「マシュマロテスト」は前の学年でも書いたネタだが、今回も配ったあとに、「2つ目もらえる子って、どんだけいますかね(苦笑)」と声をかけられた。
「15分がまんできれば … って説明してるうちに食っちゃう子、いますよ」
「まず話聞けよ! ですよね」
じゃ、自分たちならどうだろう。いや「たち」はやめよう。
明日のことさえ考えきれず、もうちょっとだけなら大丈夫と杯を重ねてしまうこともあれば、楽しそうな映画があれば目の前の仕事をあとまわしにしまうこともある。
小学校の通知表に「落ち着きがない」と書かれた私は、まちがいなくすぐに食べてただろう。
そのまま大きくなって数々の後悔をしてきた。
いや、だからこそ、目の前の生徒諸君には、将来の夢の実現のため己を律してほしいのだ。
学年だより「マシュマロ・テスト(2)」
誘惑に打ち勝ちたいという願いは誰もがもっている。
しかし、目の前にほしいものがおかれたとき、その目先の「報酬」に心が奪われ、将来のことなどどうでもよくなってしまう。
それは、人間の脳が根本のところで、そのように形成されているからだ。
ヒトの歴史において、ドーパミンが脳に作用し始めたころ、人間は目先の食べ物を手に入れることが最も大事だった。好きなことを実現するために何年も努力するという発想はなかった。
現実問題として、何㎞先にいるにちがいない大きな獲物よりも、とにかく目の前にあるものを口に入れないと生きていけない。目先の報酬を求めるのは、人間の原始の脳の部分だ。
一方で、徐々に大脳を発達させていった人類は、遠い先に手に入ると思われるものを価値づける脳をもつくってきた。
誘惑に打ち勝って、目先の報酬をいったん我慢し、将来手に入るであろう報酬に思いをはせる。
これは、生物として極めてグレードの高い行動形態なのだ。
原始の脳は具体物に反応する。
目の前においしいものがあるとき、楽しそうなものが目に入ったときにドーパミンが放出される。
きれいなお姉さんについ目がいってしまうのも同じだ。
視界に入ってこない報酬は、抽象的な存在なので、原始の脳は作動しない。
しかし、人間が後に身につけた合理的な脳が、目に見えない報酬の価値を計算する。
かんたんに言うと、目の前から、自分の欲望を刺激するものを隠すだけで、人間はずいぶん合理的に行動することができるということだ。
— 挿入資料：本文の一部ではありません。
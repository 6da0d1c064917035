//! Assertions over the CLI's JSON output.
//!
//! All pages are wrapped as `{"content": {...}}`.

use anyhow::{Context, Result};
use serde_json::Value;

/// Assert that an app list page holds the expected bundle ids, in order.
pub fn assert_app_ids(json: &Value, expected: &[&str]) -> Result<()> {
    let apps = json["content"]["apps"]
        .as_array()
        .context("Expected 'content.apps' array in JSON")?;

    let ids: Vec<&str> = apps
        .iter()
        .filter_map(|app| app["bundle_identifier"].as_str())
        .collect();

    if ids != expected {
        anyhow::bail!("Expected apps {:?}, got {:?}", expected, ids);
    }

    Ok(())
}

/// Assert that a news page lists titles in the expected order.
pub fn assert_news_titles(json: &Value, expected: &[&str]) -> Result<()> {
    let items = json["content"]["items"]
        .as_array()
        .context("Expected 'content.items' array in JSON")?;

    let titles: Vec<&str> = items
        .iter()
        .filter_map(|item| item["title"].as_str())
        .collect();

    if titles != expected {
        anyhow::bail!("Expected news {:?}, got {:?}", expected, titles);
    }

    Ok(())
}

/// Collect every link target in a serialized `FormattedText`.
pub fn link_targets(formatted: &Value) -> Vec<String> {
    formatted
        .as_array()
        .map(|segments| {
            segments
                .iter()
                .filter(|segment| segment["kind"] == "link")
                .filter_map(|segment| segment["url"].as_str().map(str::to_string))
                .collect()
        })
        .unwrap_or_default()
}
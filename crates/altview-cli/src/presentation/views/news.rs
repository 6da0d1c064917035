use altview_engine::NewsPage;
use std::fmt;

use super::text::write_formatted;
use crate::presentation::{CreateView, Style};

pub struct NewsView<'a> {
    data: &'a NewsPage,
    style: Style,
}

impl<'a> NewsView<'a> {
    pub fn new(data: &'a NewsPage, style: Style) -> Self {
        Self { data, style }
    }
}

impl<'a> fmt::Display for NewsView<'a> {
    fn fmt(&self, f: &mut fmt::Formatter<'_>) -> fmt::Result {
        writeln!(f, "{}", self.style.heading(&self.data.page_title))?;
        writeln!(f)?;

        if self.data.items.is_empty() {
            return writeln!(f, "No news yet.");
        }

        for item in &self.data.items {
            let title = item.title.as_deref().unwrap_or("(untitled)");
            write!(f, "{}", self.style.tinted(title, &item.tint))?;
            if let Some(date) = &item.date {
                write!(f, "  {}", self.style.dim(date))?;
            }
            writeln!(f)?;

            if let Some(caption) = &item.caption {
                write_formatted(f, caption, "  ", self.style)?;
            }
            if let Some(url) = &item.url {
                writeln!(f, "  {}", self.style.link(url))?;
            }
            writeln!(f)?;
        }

        Ok(())
    }
}

impl CreateView for NewsPage {
    fn create_view<'a>(&'a self, style: Style) -> Box<dyn fmt::Display + 'a> {
        Box::new(NewsView::new(self, style))
    }
}
mod apps;
mod config;
mod detail;
mod news;
mod text;

pub use apps::AppListView;
pub use config::ConfigView;
pub use detail::ListingDetailView;
pub use news::NewsView;
pub use text::write_formatted;
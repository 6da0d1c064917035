use crate::presentation::{CommandResultViewModel, ConsoleRenderer};
use altview_types::FeedDocument;
use anyhow::Result;
use chrono::{DateTime, FixedOffset};

pub fn handle(
    feed: &FeedDocument,
    now: &DateTime<FixedOffset>,
    renderer: &ConsoleRenderer,
) -> Result<()> {
    let page = altview_engine::news_page(feed, now);
    renderer.render(CommandResultViewModel::new(page))
}
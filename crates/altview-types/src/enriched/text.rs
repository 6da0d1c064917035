use serde::{Deserialize, Serialize};
use std::fmt;

/// One run of enriched text
#[derive(Debug, Clone, PartialEq, Eq, Serialize, Deserialize)]
#[serde(tag = "kind", rename_all = "snake_case")]
pub enum TextSegment {
    /// Plain text with no line breaks
    Text { text: String },
    /// Hyperlink whose visible text is the URL itself
    Link { url: String },
    /// Explicit line break (replaces a literal newline)
    Break,
}

impl TextSegment {
    pub fn text(text: impl Into<String>) -> Self {
        TextSegment::Text { text: text.into() }
    }

    pub fn link(url: impl Into<String>) -> Self {
        TextSegment::Link { url: url.into() }
    }

    /// Source text this segment was produced from
    pub fn source_text(&self) -> &str {
        match self {
            TextSegment::Text { text } => text,
            TextSegment::Link { url } => url,
            TextSegment::Break => "\n",
        }
    }
}

/// Free text with its URLs marked as link spans and newlines as breaks
///
/// Link spans never overlap or nest, and the concatenated source text of
/// all segments equals the text that was enriched.
#[derive(Debug, Clone, Default, PartialEq, Eq, Serialize, Deserialize)]
#[serde(transparent)]
pub struct FormattedText {
    segments: Vec<TextSegment>,
}

impl FormattedText {
    pub fn new(segments: Vec<TextSegment>) -> Self {
        Self { segments }
    }

    pub fn segments(&self) -> &[TextSegment] {
        &self.segments
    }

    /// Link targets in reading order
    pub fn links(&self) -> impl Iterator<Item = &str> {
        self.segments.iter().filter_map(|segment| match segment {
            TextSegment::Link { url } => Some(url.as_str()),
            _ => None,
        })
    }

    /// Reassemble the original text (breaks become `\n`)
    pub fn plain_text(&self) -> String {
        self.segments.iter().map(TextSegment::source_text).collect()
    }
}

impl fmt::Display for FormattedText {
    fn fmt(&self, f: &mut fmt::Formatter<'_>) -> fmt::Result {
        for segment in &self.segments {
            f.write_str(segment.source_text())?;
        }
        Ok(())
    }
}
pub mod app;
pub mod apps;
pub mod config;
pub mod news;
use altview_types::{AppRecord, ColorToken, FeedDocument, FormattedText, PermissionDisplay};
use chrono::{DateTime, TimeZone};
use serde::Serialize;

use crate::{Error, Result, date, listing, permission, size, text, theme};

/// Shown under the feed name when the feed has no description
pub const SOURCE_SUBTITLE_FALLBACK: &str = "Tap to get started";

/// Everything the detail page renders for one listing
#[derive(Debug, Clone, Serialize)]
pub struct ListingDetail {
    pub bundle_identifier: String,
    pub page_title: String,
    pub tint: ColorToken,
    #[serde(skip_serializing_if = "Option::is_none")]
    pub install_url: Option<String>,
    #[serde(skip_serializing_if = "Option::is_none")]
    pub download_url: Option<String>,
    pub header: AppHeader,
    #[serde(skip_serializing_if = "Option::is_none")]
    pub subtitle: Option<String>,
    pub screenshots: Vec<String>,
    #[serde(skip_serializing_if = "Option::is_none")]
    pub description: Option<FormattedText>,
    pub version: VersionInfo,
    /// `None` when the listing declares no permissions at all
    #[serde(skip_serializing_if = "Option::is_none")]
    pub permissions: Option<Vec<PermissionDisplay>>,
    pub source: SourceInfo,
}

#[derive(Debug, Clone, PartialEq, Serialize)]
pub struct AppHeader {
    pub name: String,
    #[serde(skip_serializing_if = "Option::is_none")]
    pub developer_name: Option<String>,
    #[serde(skip_serializing_if = "Option::is_none")]
    pub icon_url: Option<String>,
}

impl From<&AppRecord> for AppHeader {
    fn from(app: &AppRecord) -> Self {
        Self {
            name: app.name.clone(),
            developer_name: app.developer_name.clone(),
            icon_url: app.icon_url.clone(),
        }
    }
}

#[derive(Debug, Clone, Serialize)]
pub struct VersionInfo {
    /// e.g. "Version 1.5"
    #[serde(skip_serializing_if = "Option::is_none")]
    pub label: Option<String>,
    #[serde(skip_serializing_if = "Option::is_none")]
    pub date: Option<String>,
    #[serde(skip_serializing_if = "Option::is_none")]
    pub size: Option<String>,
    #[serde(skip_serializing_if = "Option::is_none")]
    pub notes: Option<FormattedText>,
}

#[derive(Debug, Clone, PartialEq, Serialize)]
pub struct SourceInfo {
    pub title: String,
    pub subtitle: String,
}

impl From<&FeedDocument> for SourceInfo {
    fn from(feed: &FeedDocument) -> Self {
        Self {
            title: feed.name.clone(),
            subtitle: feed
                .description
                .clone()
                .unwrap_or_else(|| SOURCE_SUBTITLE_FALLBACK.to_string()),
        }
    }
}

/// Resolve and enrich one listing into its detail page
///
/// An unknown bundle identifier is the only failure: the page cannot be
/// shown at all, so no enrichment runs.
pub fn build_listing_detail<Tz: TimeZone>(
    feed: &FeedDocument,
    bundle_identifier: &str,
    now: &DateTime<Tz>,
) -> Result<ListingDetail> {
    let app = feed
        .find_app(bundle_identifier)
        .ok_or_else(|| Error::ListingUnavailable(bundle_identifier.to_string()))?;
    let app = listing::resolve_listing(app);

    Ok(ListingDetail {
        bundle_identifier: app.bundle_identifier.clone(),
        page_title: format!("{} - {}", app.name, feed.name),
        tint: theme::resolve_tint(app.tint_color.as_deref()),
        install_url: app.download_url.as_deref().map(install_url),
        download_url: app.download_url.clone(),
        header: AppHeader::from(&app),
        subtitle: app.subtitle.clone(),
        screenshots: app.screenshot_urls.clone(),
        description: app.localized_description.as_deref().and_then(text::enrich_text),
        version: VersionInfo {
            label: app.version.as_ref().map(|v| format!("Version {}", v)),
            date: app
                .version_date
                .as_deref()
                .map(|raw| date::format_version_date(raw, now)),
            size: app.size.map(size::format_size),
            notes: app.version_description.as_deref().and_then(text::enrich_text),
        },
        permissions: app
            .permissions
            .as_ref()
            .map(|tags| tags.iter().map(permission::describe).collect()),
        source: SourceInfo::from(feed),
    })
}

/// AltStore deep link that installs the given package
pub fn install_url(download_url: &str) -> String {
    format!("altstore://install?url={}", download_url)
}
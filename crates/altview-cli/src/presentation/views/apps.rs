use altview_engine::AppListPage;
use std::fmt;

use crate::presentation::{CreateView, Style};

pub struct AppListView<'a> {
    data: &'a AppListPage,
    style: Style,
}

impl<'a> AppListView<'a> {
    pub fn new(data: &'a AppListPage, style: Style) -> Self {
        Self { data, style }
    }
}

impl<'a> fmt::Display for AppListView<'a> {
    fn fmt(&self, f: &mut fmt::Formatter<'_>) -> fmt::Result {
        writeln!(f, "{}", self.style.heading(&self.data.page_title))?;
        writeln!(f)?;

        if self.data.apps.is_empty() {
            return writeln!(f, "No apps in this source.");
        }

        for app in &self.data.apps {
            write!(
                f,
                "{}  {}",
                self.style.tinted(&app.header.name, &app.tint),
                self.style.dim(&app.bundle_identifier)
            )?;
            if app.beta {
                write!(f, "  [beta]")?;
            }
            writeln!(f)?;

            if let Some(developer) = &app.header.developer_name {
                writeln!(f, "  {}", developer)?;
            }
            if !app.subtitle.is_empty() {
                writeln!(f, "  {}", app.subtitle)?;
            }
            for url in &app.screenshots {
                writeln!(f, "  {}", self.style.link(url))?;
            }
            writeln!(f)?;
        }

        Ok(())
    }
}

impl CreateView for AppListPage {
    fn create_view<'a>(&'a self, style: Style) -> Box<dyn fmt::Display + 'a> {
        Box::new(AppListView::new(self, style))
    }
}
use altview_types::{SizeMagnitude, SizeUnit};

const STEP: f64 = 1024.0;

/// Scale a byte count to the largest sensible unit in {B, KB, MB, GB}
///
/// Counts up to 1024 stay in bytes. Larger counts are divided by 1024 and
/// rounded to one decimal per step; a rounded value that reaches 1024 moves
/// on to the next unit. GB is the last unit and absorbs anything larger.
pub fn magnitude(bytes: u64) -> SizeMagnitude {
    if bytes as f64 <= STEP {
        return SizeMagnitude {
            value: bytes as f64,
            unit: SizeUnit::B,
        };
    }

    let mut value = bytes as f64;
    let mut unit = SizeUnit::B;
    while let Some(next) = unit.next() {
        value = round_tenths(value / STEP);
        unit = next;
        if value < STEP {
            break;
        }
    }

    SizeMagnitude { value, unit }
}

/// Human-readable size, e.g. "1023 B" or "1.5 KB"
pub fn format_size(bytes: u64) -> String {
    magnitude(bytes).to_string()
}

fn round_tenths(value: f64) -> f64 {
    (value * 10.0).round() / 10.0
}
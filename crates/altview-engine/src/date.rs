use chrono::{DateTime, Datelike, NaiveDate, NaiveDateTime, TimeZone, Utc};

const MS_PER_DAY: i64 = 24 * 60 * 60 * 1000;

const MONTHS: [&str; 12] = [
    "Jan", "Feb", "Mar", "Apr", "May", "Jun", "Jul", "Aug", "Sep", "Oct", "Nov", "Dec",
];

/// ISO 8601 layouts RFC 3339 rejects: minute precision, `+HHMM` offsets
const OFFSET_FORMATS: &[&str] = &["%Y-%m-%dT%H:%M:%S%.f%#z", "%Y-%m-%dT%H:%M%#z"];

/// Date-time layouts without an offset, read as wall-clock time in the target zone
const NAIVE_FORMATS: &[&str] = &["%Y-%m-%dT%H:%M:%S%.f", "%Y-%m-%dT%H:%M"];

/// Parse a feed timestamp into the given time zone
///
/// Accepts RFC 3339 and the looser ISO 8601 offset forms, offset-less
/// date-times (local to `tz`), and bare `YYYY-MM-DD` dates (midnight UTC).
pub fn parse_feed_date<Tz: TimeZone>(raw: &str, tz: &Tz) -> Option<DateTime<Tz>> {
    if let Ok(dt) = DateTime::parse_from_rfc3339(raw) {
        return Some(dt.with_timezone(tz));
    }

    for format in OFFSET_FORMATS {
        if let Ok(dt) = DateTime::parse_from_str(raw, format) {
            return Some(dt.with_timezone(tz));
        }
    }

    for format in NAIVE_FORMATS {
        if let Ok(naive) = NaiveDateTime::parse_from_str(raw, format) {
            return tz.from_local_datetime(&naive).earliest();
        }
    }

    NaiveDate::parse_from_str(raw, "%Y-%m-%d")
        .ok()
        .and_then(|date| date.and_hms_opt(0, 0, 0))
        .map(|naive| Utc.from_utc_datetime(&naive).with_timezone(tz))
}

/// Render a release timestamp as "Today", "Yesterday" or "Mon D, YYYY"
///
/// "Today" needs the timestamp to be at most 24h old *and* on the same
/// day-of-month as `now`; "Yesterday" only needs it to be at most 48h old.
/// Both thresholds are fixed millisecond spans, not calendar days.
/// Unparseable input renders as its date portion (text before any `T`).
pub fn format_version_date<Tz: TimeZone>(raw: &str, now: &DateTime<Tz>) -> String {
    let Some(released) = parse_feed_date(raw, &now.timezone()) else {
        tracing::debug!(raw, "unparseable release date, showing raw date portion");
        return raw.split('T').next().unwrap_or(raw).to_string();
    };

    let delta_ms = now.timestamp_millis() - released.timestamp_millis();

    if delta_ms <= MS_PER_DAY && now.day() == released.day() {
        "Today".to_string()
    } else if delta_ms <= 2 * MS_PER_DAY {
        "Yesterday".to_string()
    } else {
        calendar_date(&released)
    }
}

/// "Mon D, YYYY" from the date's own calendar fields
pub fn calendar_date<Tz: TimeZone>(date: &DateTime<Tz>) -> String {
    format!(
        "{} {}, {}",
        MONTHS[date.month0() as usize],
        date.day(),
        date.year()
    )
}

#[cfg(test)]
mod tests {
    use super::*;
    use chrono::{Duration, FixedOffset};

    fn utc(y: i32, m: u32, d: u32, h: u32, min: u32) -> DateTime<Utc> {
        Utc.with_ymd_and_hms(y, m, d, h, min, 0).unwrap()
    }

    #[test]
    fn test_now_is_today() {
        let now = Utc::now();
        assert_eq!(format_version_date(&now.to_rfc3339(), &now), "Today");
    }

    #[test]
    fn test_unparseable_keeps_date_portion() {
        let now = utc(2024, 3, 10, 12, 0);
        assert_eq!(format_version_date("bad-date", &now), "bad-date");
        assert_eq!(format_version_date("2024-13-45T99:00", &now), "2024-13-45");
        assert_eq!(format_version_date("", &now), "");
    }

    #[test]
    fn test_yesterday_window() {
        let now = utc(2024, 3, 10, 12, 0);
        let ts = (now - Duration::hours(30)).to_rfc3339();
        assert_eq!(format_version_date(&ts, &now), "Yesterday");

        let edge = (now - Duration::hours(48)).to_rfc3339();
        assert_eq!(format_version_date(&edge, &now), "Yesterday");

        let past = (now - Duration::hours(48) - Duration::milliseconds(1)).to_rfc3339();
        assert_eq!(format_version_date(&past, &now), "Mar 8, 2024");
    }

    #[test]
    fn test_within_a_day_across_midnight_is_yesterday() {
        let now = utc(2024, 3, 10, 4, 0);
        let ts = utc(2024, 3, 9, 8, 0).to_rfc3339();
        assert_eq!(format_version_date(&ts, &now), "Yesterday");
    }

    #[test]
    fn test_calendar_date_fields() {
        let now = utc(2024, 3, 10, 12, 0);
        assert_eq!(format_version_date("2023-11-05T10:00:00Z", &now), "Nov 5, 2023");
        assert_eq!(format_version_date("2023-01-31", &now), "Jan 31, 2023");
    }

    #[test]
    fn test_calendar_fields_follow_now_zone() {
        let tokyo = FixedOffset::east_opt(9 * 3600).unwrap();
        let now = utc(2024, 3, 10, 12, 0).with_timezone(&tokyo);
        // 20:00 UTC on Dec 31 is already Jan 1 in Tokyo
        assert_eq!(
            format_version_date("2023-12-31T20:00:00Z", &now),
            "Jan 1, 2024"
        );
    }

    #[test]
    fn test_naive_datetime_is_local_to_zone() {
        let offset = FixedOffset::west_opt(5 * 3600).unwrap();
        let parsed = parse_feed_date("2024-02-01T10:30:00", &offset).unwrap();
        assert_eq!(parsed.timestamp(), utc(2024, 2, 1, 15, 30).timestamp());
    }

    #[test]
    fn test_minute_precision_with_zulu() {
        let now = utc(2024, 3, 10, 12, 0);
        assert_eq!(format_version_date("2024-03-10T11:00Z", &now), "Today");
        assert_eq!(format_version_date("2024-01-02T10:00Z", &now), "Jan 2, 2024");
    }

    #[test]
    fn test_loose_offsets() {
        let now = utc(2024, 3, 10, 12, 0);
        assert_eq!(
            format_version_date("2024-01-02T10:00:00+0000", &now),
            "Jan 2, 2024"
        );
        assert_eq!(format_version_date("2024-01-02T10:00+02:00", &now), "Jan 2, 2024");

        let parsed = parse_feed_date("2024-01-02T10:00+02:00", &Utc).unwrap();
        assert_eq!(parsed, utc(2024, 1, 2, 8, 0));
        let parsed = parse_feed_date("2024-03-10T06:30:00.250-0530", &Utc).unwrap();
        assert_eq!(parsed.timestamp(), utc(2024, 3, 10, 12, 0).timestamp());
    }

    #[test]
    fn test_future_timestamp_same_day_is_today() {
        let now = utc(2024, 3, 10, 8, 0);
        let ts = utc(2024, 3, 10, 20, 0).to_rfc3339();
        assert_eq!(format_version_date(&ts, &now), "Today");
    }
}
use std::fmt;

/// Result type for altview-types operations
pub type Result<T> = std::result::Result<T, Error>;

/// Error types that can occur in the types layer
#[derive(Debug)]
pub enum Error {
    /// Feed document is not valid JSON or does not match the schema
    Json(serde_json::Error),
}

impl fmt::Display for Error {
    fn fmt(&self, f: &mut fmt::Formatter<'_>) -> fmt::Result {
        match self {
            Error::Json(err) => write!(f, "Invalid feed document: {}", err),
        }
    }
}

impl std::error::Error for Error {
    fn source(&self) -> Option<&(dyn std::error::Error + 'static)> {
        match self {
            Error::Json(err) => Some(err),
        }
    }
}

impl From<serde_json::Error> for Error {
    fn from(err: serde_json::Error) -> Self {
        Error::Json(err)
    }
}
pub mod renderer;
pub mod style;
pub mod view_models;
pub mod views;

pub use renderer::{ConsoleRenderer, CreateView};
pub use style::Style;
pub use view_models::{CommandResultViewModel, ConfigViewModel, Guidance};
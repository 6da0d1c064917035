use anyhow::Result;
use owo_colors::OwoColorize;
use serde::Serialize;
use std::fmt;

use super::style::Style;
use super::view_models::CommandResultViewModel;

/// Content that knows its plain-text layout
pub trait CreateView {
    fn create_view<'a>(&'a self, style: Style) -> Box<dyn fmt::Display + 'a>;
}

pub struct ConsoleRenderer {
    json_mode: bool,
    style: Style,
}

impl ConsoleRenderer {
    pub fn new(json_mode: bool) -> Self {
        Self {
            json_mode,
            style: Style::detect(),
        }
    }

    pub fn with_style(json_mode: bool, style: Style) -> Self {
        Self { json_mode, style }
    }

    pub fn render<T>(&self, result: CommandResultViewModel<T>) -> Result<()>
    where
        T: Serialize + CreateView,
    {
        print!("{}", self.render_to_string(&result)?);
        Ok(())
    }

    pub fn render_to_string<T>(&self, result: &CommandResultViewModel<T>) -> Result<String>
    where
        T: Serialize + CreateView,
    {
        if self.json_mode {
            return Ok(format!("{}\n", serde_json::to_string_pretty(result)?));
        }

        let mut out = result.content.create_view(self.style).to_string();

        if !result.suggestions.is_empty() {
            let header = if self.style.color {
                "Tips:".yellow().bold().to_string()
            } else {
                "Tips:".to_string()
            };
            out.push_str(&format!("\n{}\n", header));
            for tip in &result.suggestions {
                out.push_str(&format!("  • {}", tip.description));
                if let Some(cmd) = &tip.command {
                    out.push_str(": ");
                    out.push_str(&self.style.link(cmd));
                }
                out.push('\n');
            }
        }

        Ok(out)
    }
}

#[cfg(test)]
mod tests {
    use super::*;
    use crate::presentation::Guidance;

    #[derive(Serialize)]
    struct Greeting {
        name: String,
    }

    impl CreateView for Greeting {
        fn create_view<'a>(&'a self, _style: Style) -> Box<dyn fmt::Display + 'a> {
            Box::new(format!("Hello {}\n", self.name))
        }
    }

    fn greeting() -> CommandResultViewModel<Greeting> {
        CommandResultViewModel::new(Greeting {
            name: "Delta".to_string(),
        })
        .with_suggestion(Guidance::new("Try the news page").with_command("altview news"))
    }

    #[test]
    fn test_plain_render_appends_tips() {
        let renderer = ConsoleRenderer::with_style(false, Style::plain());
        let out = renderer.render_to_string(&greeting()).unwrap();
        assert_eq!(out, "Hello Delta\n\nTips:\n  • Try the news page: altview news\n");
    }

    #[test]
    fn test_json_render_wraps_content() {
        let renderer = ConsoleRenderer::with_style(true, Style::plain());
        let out = renderer.render_to_string(&greeting()).unwrap();
        let json: serde_json::Value = serde_json::from_str(&out).unwrap();
        assert_eq!(json["content"]["name"], "Delta");
        assert_eq!(json["suggestions"][0]["command"], "altview news");
    }
}
//! Sample data for tests.
//!
//! `sample_feed()` is a small but complete feed covering a versioned app,
//! an unversioned app, a beta app, and news with dated, undated and
//! unparseable entries.

use altview_types::{AppRecord, FeedDocument, PermissionTag, VersionRecord};

/// Raw JSON of the sample feed
pub const SAMPLE_FEED_JSON: &str = include_str!("../samples/feed.json");

pub const DELTA_ID: &str = "com.example.delta";
pub const CLIP_ID: &str = "com.example.clip";
pub const NIGHTLY_ID: &str = "com.example.nightly";

/// The sample feed, parsed
pub fn sample_feed() -> FeedDocument {
    FeedDocument::from_json(SAMPLE_FEED_JSON).expect("sample feed is valid")
}

/// Empty feed with the given name
pub fn empty_feed(name: &str) -> FeedDocument {
    FeedDocument {
        name: name.to_string(),
        identifier: None,
        description: None,
        icon_url: None,
        tint_color: None,
        apps: Vec::new(),
        news: Vec::new(),
    }
}

/// Fluent builder for app records
pub struct AppBuilder {
    app: AppRecord,
}

impl AppBuilder {
    pub fn new(bundle_identifier: &str, name: &str) -> Self {
        Self {
            app: AppRecord::new(bundle_identifier, name),
        }
    }

    pub fn tint(mut self, tint: &str) -> Self {
        self.app.tint_color = Some(tint.to_string());
        self
    }

    pub fn description(mut self, text: &str) -> Self {
        self.app.localized_description = Some(text.to_string());
        self
    }

    pub fn size(mut self, size: u64) -> Self {
        self.app.size = Some(size);
        self
    }

    pub fn beta(mut self) -> Self {
        self.app.beta = true;
        self
    }

    pub fn screenshots(mut self, count: usize) -> Self {
        let id = self.app.bundle_identifier.clone();
        self.app.screenshot_urls = (1..=count)
            .map(|i| format!("https://example.com/{}/{}.png", id, i))
            .collect();
        self
    }

    pub fn version(mut self, version: &str, date: &str, size: u64) -> Self {
        self.app
            .versions
            .get_or_insert_with(Vec::new)
            .push(VersionRecord {
                version: Some(version.to_string()),
                date: Some(date.to_string()),
                localized_description: Some(format!("Release {}", version)),
                download_url: Some(format!("https://example.com/{}.ipa", version)),
                size: Some(size),
            });
        self
    }

    pub fn permission(mut self, key: &str, usage_description: Option<&str>) -> Self {
        self.app
            .permissions
            .get_or_insert_with(Vec::new)
            .push(PermissionTag {
                key: key.to_string(),
                usage_description: usage_description.map(str::to_string),
            });
        self
    }

    pub fn build(self) -> AppRecord {
        self.app
    }
}
use crate::types::{LogLevel, OutputFormat};
use clap::{Parser, Subcommand};
use std::path::PathBuf;

#[derive(Parser)]
#[command(name = "altview")]
#[command(about = "View apps and news from an AltStore-style source feed", long_about = None)]
#[command(version)]
pub struct Cli {
    /// Feed document to read ("-" for stdin); defaults to `feed` in config.toml
    #[arg(long, global = true)]
    pub feed: Option<PathBuf>,

    #[arg(long, default_value = "plain", global = true)]
    pub format: OutputFormat,

    #[arg(long, default_value = "warn", global = true)]
    pub log_level: LogLevel,

    /// Config file (overrides ALTVIEW_CONFIG and the default location)
    #[arg(long, global = true)]
    pub config: Option<PathBuf>,

    /// Reference time for relative dates, as RFC 3339 (defaults to now)
    #[arg(long, global = true)]
    pub now: Option<String>,

    #[command(subcommand)]
    pub command: Commands,
}

#[derive(Subcommand)]
pub enum Commands {
    /// Show the detail page of one app
    App {
        /// Bundle identifier of the listing
        bundle_id: String,
    },

    /// List every app in the feed
    Apps {
        /// Also list apps marked as beta
        #[arg(long)]
        include_beta: bool,

        /// Hide beta apps even when config.toml sets `include_beta`
        #[arg(long, conflicts_with = "include_beta")]
        no_beta: bool,

        /// Screenshots to preview per app
        #[arg(long)]
        screenshots: Option<usize>,
    },

    /// List the feed's news, newest first
    News,

    /// Show the effective configuration
    Config,
}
~ たとえば、ある実験では、キャンデイの入った瓶をデスクの上に置かずに引き出しにしまっただけで、社員のキャンディの消費量が3分の1に減ることがわかりました。
デスクの上の瓶に手を伸ばすよりも、引き出しを開ける方が面倒なわけでもないのに、キャンディを目の前から隠すことで、欲望がつねに刺激されなくなったのです。自分の欲求を刺激するものがある場合は、このように目の前から隠すことで誘惑を断ち切ることができます。 (ケリー・マクゴニガル『スタンフォードの自分を変える教室』大和書房) ~
拍子抜けするかもしれないが、脳科学、行動科学の専門家が研究を重ねた結果得られた真理はシンプルだ。「よけいなものは目の前におかない」。
かんたんではないか。お菓子や、漫画や、ゲーム機や、蒲団を、視界に入らないようにして勉強すればいい。幸い女子のいない本校は、きわめて意志力を維持しやすい空間だといえるだろう。
意思の力で欲求そのものを排除しなくていい。工夫で欲求への注意を散漫にさせればいい。
目の前のマシュマロをちょっとわきにおいておいて、将来大きなものを手に入れにいくのが、進化した人間だ。
その程度の工夫も我慢もできず、やりたいことを実現するというのは無理な話だろう。